Theories of Lubitz’s motives proliferated in the aftermath of the crash. Though Lubitz left no manifesto and made no statement at any time as to the meaning of his actions, some are still convinced his was an act of terrorism. An ex-girlfriend of Lubitz’s has come forward to claim that the co-pilot fantasized about fame and notoriety, and must have become distraught when he realized his dreams of a job at Lufthansa, the largest airline in Europe, were unlikely to come true. Author Mark Ames, who has written a book on rage killings in the United States, has raised the possibility that Lubitz’s actions were those of a disgruntled employee, not unlike the postal shootings of the '80s and '90s.

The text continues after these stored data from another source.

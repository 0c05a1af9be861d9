//! Watch-list filtering of raw listings.
//!
//! Reduces the full fetched snapshot to the configured set of tracked
//! assets, projected into normalized `AssetRecord` rows.

use pricewatch_core::{AssetId, AssetRecord, UsdPrice};
use pricewatch_feeds::Listing;
use std::collections::HashSet;
use tracing::debug;

/// Decimal places kept on prices after filtering.
pub const PRICE_DECIMALS: u32 = 4;
/// Decimal places kept on percent changes after filtering.
pub const CHANGE_DECIMALS: u32 = 2;

/// The fixed set of asset identifiers the operator wants monitored.
#[derive(Debug, Clone, Default, PartialEq, Eq)]
pub struct Watchlist(HashSet<AssetId>);

impl Watchlist {
    pub fn new<'a, I>(slugs: I) -> Self
    where
        I: IntoIterator<Item = &'a str>,
    {
        Self(slugs.into_iter().map(AssetId::new).collect())
    }

    #[inline]
    pub fn contains(&self, id: &AssetId) -> bool {
        self.0.contains(id)
    }

    pub fn len(&self) -> usize {
        self.0.len()
    }

    pub fn is_empty(&self) -> bool {
        self.0.is_empty()
    }

    pub fn iter(&self) -> impl Iterator<Item = &AssetId> {
        self.0.iter()
    }
}

/// Filter a fetched snapshot down to the watch-list.
///
/// Keeps listing order, normalizes each kept listing into an
/// `AssetRecord` with the price rounded to 4 decimal places and percent
/// changes to 2. An empty result is a valid outcome, not an error; the
/// evaluator then performs zero evaluations.
pub fn filter_listings(listings: &[Listing], watchlist: &Watchlist) -> Vec<AssetRecord> {
    let records: Vec<AssetRecord> = listings
        .iter()
        .filter_map(|listing| {
            let id = AssetId::new(&listing.slug);
            if !watchlist.contains(&id) {
                return None;
            }
            let usd = listing.quote.usd.as_ref()?;

            Some(
                AssetRecord::new(
                    &listing.slug,
                    &listing.name,
                    &listing.symbol,
                    UsdPrice::from_f64(usd.price).round_dp(PRICE_DECIMALS),
                )
                .with_changes(
                    UsdPrice::from_f64(usd.percent_change_1h).round_dp(CHANGE_DECIMALS),
                    UsdPrice::from_f64(usd.percent_change_24h).round_dp(CHANGE_DECIMALS),
                    UsdPrice::from_f64(usd.percent_change_7d).round_dp(CHANGE_DECIMALS),
                ),
            )
        })
        .collect();

    debug!(
        matched = records.len(),
        fetched = listings.len(),
        "Filtered snapshot to watch-list"
    );
    records
}

#[cfg(test)]
mod tests {
    use super::*;
    use pretty_assertions::assert_eq;

    fn listing(slug: &str, name: &str, symbol: &str, price: f64) -> Listing {
        let json = serde_json::json!({
            "name": name,
            "symbol": symbol,
            "slug": slug,
            "quote": {
                "USD": {
                    "price": price,
                    "percent_change_1h": 0.123,
                    "percent_change_24h": -1.005,
                    "percent_change_7d": 4.0,
                }
            }
        });
        serde_json::from_value(json).unwrap()
    }

    #[test]
    fn test_filter_keeps_only_watchlisted() {
        let listings = vec![
            listing("bitcoin", "Bitcoin", "BTC", 80000.0),
            listing("dogecoin", "Dogecoin", "DOGE", 0.1),
            listing("xrp", "XRP", "XRP", 2.5),
        ];
        let watchlist = Watchlist::new(["bitcoin", "xrp"]);

        let records = filter_listings(&listings, &watchlist);
        assert_eq!(records.len(), 2);
        assert_eq!(records[0].id.as_str(), "bitcoin");
        assert_eq!(records[1].id.as_str(), "xrp");
    }

    #[test]
    fn test_filter_preserves_listing_order() {
        let listings = vec![
            listing("xrp", "XRP", "XRP", 2.5),
            listing("bitcoin", "Bitcoin", "BTC", 80000.0),
        ];
        let watchlist = Watchlist::new(["bitcoin", "xrp"]);

        let records = filter_listings(&listings, &watchlist);
        assert_eq!(records[0].id.as_str(), "xrp");
        assert_eq!(records[1].id.as_str(), "bitcoin");
    }

    #[test]
    fn test_filter_rounds_price_and_changes() {
        let listings = vec![listing("cardano", "Cardano", "ADA", 0.123456)];
        let watchlist = Watchlist::new(["cardano"]);

        let records = filter_listings(&listings, &watchlist);
        let record = &records[0];
        assert_eq!(record.price, UsdPrice::from_f64(0.1235));
        assert_eq!(record.change_1h, UsdPrice::from_f64(0.12));
        assert_eq!(record.change_24h, UsdPrice::from_f64(-1.01));
        assert_eq!(record.change_7d, UsdPrice::from_f64(4.0));
    }

    #[test]
    fn test_empty_intersection_is_not_an_error() {
        let listings = vec![listing("dogecoin", "Dogecoin", "DOGE", 0.1)];
        let watchlist = Watchlist::new(["bitcoin"]);

        let records = filter_listings(&listings, &watchlist);
        assert!(records.is_empty());
    }

    #[test]
    fn test_empty_snapshot_yields_empty() {
        let watchlist = Watchlist::new(["bitcoin"]);
        assert!(filter_listings(&[], &watchlist).is_empty());
    }
}
//! Error types for market-data fetching.

use thiserror::Error;

/// Errors that can occur while fetching the price snapshot.
/// Any of these skips the whole evaluation pass; there is no partial
/// evaluation of a broken snapshot.
#[derive(Debug, Error)]
pub enum FeedError {
    #[error("HTTP request failed: {0}")]
    Http(#[from] reqwest::Error),

    #[error("CoinMarketCap API error {code}: {message}")]
    Api { code: i64, message: String },

    #[error("Failed to decode listings response: {0}")]
    Decode(#[from] serde_json::Error),

    #[error("Listing '{0}' is missing a USD quote")]
    MissingQuote(String),
}

impl FeedError {
    /// Returns true if this error is transient and likely to succeed on the
    /// next scheduled pass.
    pub fn is_transient(&self) -> bool {
        match self {
            FeedError::Http(_) => true,
            // 1008 is the CMC rate-limit error code
            FeedError::Api { code, .. } => *code == 1008,
            FeedError::Decode(_) | FeedError::MissingQuote(_) => false,
        }
    }
}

It’s possible that all of these elements factored into Lubitz’s ultimately baffling decision to kill himself and over one hundred innocent people. But underneath each of these themes runs another current, which continues to gain strength as the investigation wears on: Lubitz’s struggle with depression.

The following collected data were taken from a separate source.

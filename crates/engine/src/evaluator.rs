//! Threshold evaluation over a price snapshot.
//!
//! Pure function over an immutable snapshot and two threshold maps: no
//! I/O, no state across calls, idempotent. Cannot fail on well-typed
//! input; malformed listings are rejected upstream by the fetcher.

use pricewatch_core::{AlertDecision, AssetRecord, ThresholdMap};

/// Evaluate a snapshot against the buy and sell threshold maps.
///
/// For each record, in input order:
/// - BUY fires when the id is in the buy-map and `price <= level`;
/// - SELL fires when the id is in the sell-map and `price >= level`;
/// - both comparisons are inclusive, so landing exactly on a level triggers.
///
/// When both directions fire for the same asset in the same pass, BUY wins
/// and the SELL is suppressed. This is a deliberate fixed policy, kept from
/// the behavior the thresholds were tuned against.
///
/// Output decisions preserve the input record order, at most one per asset.
pub fn evaluate(
    records: &[AssetRecord],
    buy: &ThresholdMap,
    sell: &ThresholdMap,
) -> Vec<AlertDecision> {
    let mut decisions = Vec::new();

    for record in records {
        let buy_hit = buy.get(&record.id).filter(|&level| record.price <= level);
        let sell_hit = sell.get(&record.id).filter(|&level| record.price >= level);

        match (buy_hit, sell_hit) {
            // BUY takes precedence over a simultaneous SELL
            (Some(level), _) => decisions.push(AlertDecision::buy(record, level)),
            (None, Some(level)) => decisions.push(AlertDecision::sell(record, level)),
            (None, None) => {}
        }
    }

    decisions
}
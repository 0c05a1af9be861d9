//! Operator-configured price thresholds.

use crate::{AssetId, UsdPrice};
use serde::{Deserialize, Serialize};
use std::collections::HashMap;

/// Mapping from asset identifier to a trigger price level.
/// Two independent instances exist per evaluation pass: a buy-map (alert
/// when price falls to or below the level) and a sell-map (alert when price
/// rises to or above the level). Static for the process lifetime.
#[derive(Debug, Clone, Default, PartialEq, Serialize, Deserialize)]
pub struct ThresholdMap(HashMap<AssetId, UsdPrice>);

impl ThresholdMap {
    pub fn new() -> Self {
        Self::default()
    }

    /// Set the level for an asset, replacing any previous level.
    pub fn insert(&mut self, id: AssetId, level: UsdPrice) {
        self.0.insert(id, level);
    }

    /// Get the level for an asset. Ids not present are simply not
    /// evaluated against this direction.
    #[inline]
    pub fn get(&self, id: &AssetId) -> Option<UsdPrice> {
        self.0.get(id).copied()
    }

    #[inline]
    pub fn contains(&self, id: &AssetId) -> bool {
        self.0.contains_key(id)
    }

    pub fn len(&self) -> usize {
        self.0.len()
    }

    pub fn is_empty(&self) -> bool {
        self.0.is_empty()
    }

    pub fn iter(&self) -> impl Iterator<Item = (&AssetId, &UsdPrice)> {
        self.0.iter()
    }
}

impl FromIterator<(AssetId, UsdPrice)> for ThresholdMap {
    fn from_iter<I: IntoIterator<Item = (AssetId, UsdPrice)>>(iter: I) -> Self {
        Self(iter.into_iter().collect())
    }
}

According to friends of the man, he suffered from a depressive episode of burnout in 2009, and was forced to withdraw from pilot training as a result. Investigators searching Lubitz’s home found several doctors’ notes attesting that he was too ill to work, including one from the day of the crash; evidently none of these notes, one of which was torn up, had been delivered to Lubitz’s employer. Medications for “severe depression” were also discovered in Lubitz’s residence. And on Monday, according to the New York Times, the German prosecutor in Düsseldorf said that Lubitz had been treated for “suicidal tendencies” before he got his pilot’s license.
There is little doubt that Lubitz was suffering intensely from depression at the time of his death, which may be of little meaning to those devastated by the monstrous enormity of his final act. But Lubitz's case raises an important question: Who are the people usually harmed by depression and is there any hope for intervention in cases of seemingly sudden and inexplicable suicide?

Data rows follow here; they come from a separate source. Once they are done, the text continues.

//! Evaluation passes and the continuous monitoring loop.

use crate::config::{AppConfig, MonitorSettings};
use chrono::Utc;
use pricewatch_alerts::{AlertError, Mailer};
use pricewatch_engine::{evaluate, filter_listings};
use pricewatch_feeds::{CmcClient, FeedError};
use thiserror::Error;
use tracing::{info, warn};

#[derive(Debug, Error)]
pub enum SetupError {
    #[error("Feed client setup failed: {0}")]
    Feed(#[from] FeedError),
    #[error("Mailer setup failed: {0}")]
    Mailer(#[from] AlertError),
}

/// Owns the feed client and the mailer, runs evaluation passes.
pub struct Monitor {
    client: CmcClient,
    mailer: Mailer,
    recipients: Vec<String>,
    settings: MonitorSettings,
}

impl Monitor {
    pub fn new(config: &AppConfig) -> Result<Self, SetupError> {
        Ok(Self {
            client: CmcClient::new(config.cmc_api_key.clone())?,
            mailer: Mailer::new(&config.smtp)?,
            recipients: config.recipients.clone(),
            settings: config.monitor.clone(),
        })
    }

    /// Run one evaluation pass: fetch, filter, evaluate, notify.
    ///
    /// Returns the number of alert emails delivered. A fetch failure
    /// aborts the pass without sending anything.
    pub async fn run_pass(&self) -> Result<u32, FeedError> {
        let listings = self.client.fetch_listings(self.settings.fetch_limit).await?;
        let records = filter_listings(&listings, &self.settings.watchlist);

        if records.is_empty() {
            warn!("No watched assets in the fetched listings, nothing to evaluate");
            return Ok(0);
        }

        for record in &records {
            info!(
                "💰 {} ({}) | {:.2} USD | 1h {:+.2}% | 24h {:+.2}% | 7d {:+.2}%",
                record.name,
                record.symbol,
                record.price.to_f64(),
                record.change_1h.to_f64(),
                record.change_24h.to_f64(),
                record.change_7d.to_f64()
            );
        }

        let decisions = evaluate(
            &records,
            &self.settings.buy_thresholds,
            &self.settings.sell_thresholds,
        );

        if decisions.is_empty() {
            info!("No thresholds crossed, all prices in the neutral zone");
            return Ok(0);
        }

        // One timestamp per pass; every alert from this pass carries it
        let evaluated_at = Utc::now();

        let mut sent = 0u32;
        for decision in &decisions {
            info!(
                asset = %decision.id,
                direction = %decision.direction,
                price = decision.price.to_f64(),
                threshold = decision.threshold.to_f64(),
                "🔔 Threshold crossed"
            );
            sent += self
                .mailer
                .send_alert(decision, &self.recipients, evaluated_at)
                .await;
        }

        info!(alerts = decisions.len(), emails = sent, "Pass complete");
        Ok(sent)
    }

    /// Run evaluation passes forever, sleeping the configured interval
    /// between them. A failed pass is logged and the loop carries on.
    pub async fn run_loop(&self) {
        let interval = self.settings.interval;
        info!(interval_secs = interval.as_secs(), "Starting monitor loop");

        loop {
            if let Err(e) = self.run_pass().await {
                warn!(error = %e, transient = e.is_transient(), "Evaluation pass failed");
            }
            tokio::time::sleep(interval).await;
        }
    }
}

In 2011, Danish filmmaker Lars von Trier released Melancholia, starring Kirsten Dunst as Justine, a deeply depressed woman seemingly unmoved even as a rogue planet slings into collision with earth, destroying all life. The film received mixed reviews, but even its most incisive critics, such as The New Yorker’s Richard Brody, lauded its depiction of depression: “[T]he one true thing in Melancholia,” Brody wrote in his review, “is the depiction of Justine’s depression, with her utter passivity and the blank look in her eyes.” Some 500 years prior to von Trier’s film, German artist Albrecht Dürer created an engraving entitled Melancholia I. Its scene seems a forbearer to von Trier’s film, with an impassive figure seated motionless, surrounded by unused instruments and a rapidly depleting hourglass as a celestial disaster unfolds in the background. Time is running out, in other words, and the engraving’s subject is too troubled to care.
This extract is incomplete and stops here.